Spin Waves in Ferromagnetic Nanorings with Interfacial Dzyaloshinskii–Moriya Interactions: II. Directional Effects

Abstract

A theory is presented to study the effect of interfacial Dzyaloshinskii–Moriya interactions (DMIs) on the static and dynamic magnetic properties in single-layered ferromagnetic nanorings. A microscopic (Hamiltonian-based) approach is used that also includes the antisymmetric DMI besides the competing symmetric (bilinear) exchange interactions, magnetic dipole–dipole interactions, and an applied magnetic field. Here, the axial vector of the DMI is taken to be in the plane of the nanoring (by contrast with earlier studies) and we explore cases where it is either parallel or perpendicular to the in-plane magnetic field.
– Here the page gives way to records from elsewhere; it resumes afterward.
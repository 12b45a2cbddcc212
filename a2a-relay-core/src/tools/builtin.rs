use async_trait::async_trait;
use serde_json::Value;

use super::operations;
use super::{AgentTool, ToolContext, ToolMessage};

const AGENT_NAME: &str = "agent_name";
const INSTRUCTION: &str = "instruction";
const TASK_ID: &str = "task_id";

fn string_param<'a>(params: &'a Value, key: &str) -> Option<&'a str> {
    params.get(key).and_then(Value::as_str)
}

fn required_param<'a>(params: &'a Value, key: &str) -> Result<&'a str, ToolMessage> {
    string_param(params, key)
        .ok_or_else(|| ToolMessage::text(format!("Missing required parameter: {key}")))
}

pub struct ListAgentsTool;

#[async_trait]
impl AgentTool for ListAgentsTool {
    fn name(&self) -> &'static str {
        "list_agents"
    }

    fn description(&self) -> &'static str {
        "List every configured agent with its URL, auth type and description"
    }

    async fn invoke(&self, ctx: &ToolContext, _params: &Value) -> ToolMessage {
        ToolMessage::text(operations::list_agents(ctx))
    }
}

pub struct CallAgentTool;

#[async_trait]
impl AgentTool for CallAgentTool {
    fn name(&self) -> &'static str {
        "call_agent"
    }

    fn description(&self) -> &'static str {
        "Send an instruction to an agent and wait for its reply (message/send)"
    }

    async fn invoke(&self, ctx: &ToolContext, params: &Value) -> ToolMessage {
        let instruction = match required_param(params, INSTRUCTION) {
            Ok(instruction) => instruction,
            Err(message) => return message,
        };
        let agent_name = string_param(params, AGENT_NAME);
        ToolMessage::text(operations::call_agent(ctx, agent_name, instruction).await)
    }
}

pub struct SubmitTaskTool;

#[async_trait]
impl AgentTool for SubmitTaskTool {
    fn name(&self) -> &'static str {
        "submit_task"
    }

    fn description(&self) -> &'static str {
        "Start a long-running task on an agent and return its task id (message/stream)"
    }

    async fn invoke(&self, ctx: &ToolContext, params: &Value) -> ToolMessage {
        let instruction = match required_param(params, INSTRUCTION) {
            Ok(instruction) => instruction,
            Err(message) => return message,
        };
        let agent_name = string_param(params, AGENT_NAME);
        ToolMessage::text(operations::submit_task(ctx, agent_name, instruction).await)
    }
}

pub struct GetTaskStatusTool;

#[async_trait]
impl AgentTool for GetTaskStatusTool {
    fn name(&self) -> &'static str {
        "get_task_status"
    }

    fn description(&self) -> &'static str {
        "Look up the state of a previously submitted task (tasks/get)"
    }

    async fn invoke(&self, ctx: &ToolContext, params: &Value) -> ToolMessage {
        let task_id = match required_param(params, TASK_ID) {
            Ok(task_id) => task_id,
            Err(message) => return message,
        };
        let agent_name = string_param(params, AGENT_NAME);
        ToolMessage::text(operations::get_task_status(ctx, agent_name, task_id).await)
    }
}

pub struct GetAgentCapabilitiesTool;

#[async_trait]
impl AgentTool for GetAgentCapabilitiesTool {
    fn name(&self) -> &'static str {
        "get_agent_capabilities"
    }

    fn description(&self) -> &'static str {
        "Fetch an agent's card from its well-known discovery path"
    }

    async fn invoke(&self, ctx: &ToolContext, params: &Value) -> ToolMessage {
        let agent_name = string_param(params, AGENT_NAME);
        ToolMessage::text(operations::get_agent_capabilities(ctx, agent_name).await)
    }
}

#[cfg(test)]
mod tests {
    use super::*;
    use a2a_relay_config::CredentialMap;
    use serde_json::json;

    fn context() -> ToolContext {
        let mut credentials = CredentialMap::new();
        credentials.insert("agent_1_name".into(), "echo".into());
        credentials.insert("agent_1_url".into(), "http://127.0.0.1:9".into());
        ToolContext::new(credentials)
    }

    #[tokio::test]
    async fn test_missing_instruction() {
        let message = CallAgentTool.invoke(&context(), &json!({"agent_name": "echo"})).await;
        assert_eq!(message.text, "Missing required parameter: instruction");
    }

    #[tokio::test]
    async fn test_missing_task_id() {
        let message = GetTaskStatusTool.invoke(&context(), &json!({"agent_name": "echo"})).await;
        assert_eq!(message.text, "Missing required parameter: task_id");
    }

    #[tokio::test]
    async fn test_missing_agent_name() {
        let message = GetAgentCapabilitiesTool.invoke(&context(), &json!({})).await;
        assert_eq!(message.text, "Agent 'None' not found in registry.");
    }

    #[tokio::test]
    async fn test_list_agents_ignores_params() {
        let message = ListAgentsTool.invoke(&context(), &json!({"unused": 1})).await;
        assert!(message.text.contains("\"name\": \"echo\""));
        assert!(message.text.contains("\"has_credentials\": false"));
    }
}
Significantly, with this orientation for the DMI axial vector, the inhomogeneous static magnetization is tilted to have a component perpendicular to the plane giving a surface texture. This effect is studied in both the low-field vortex and high-field onion states. There is a consequent modification to the discrete set of spin-wave modes in both states through their frequencies and spatial amplitudes. We present combined analytical and numerical results for the static properties and dynamical magnetization in ferromagnetic nanorings, including the variation with applied field.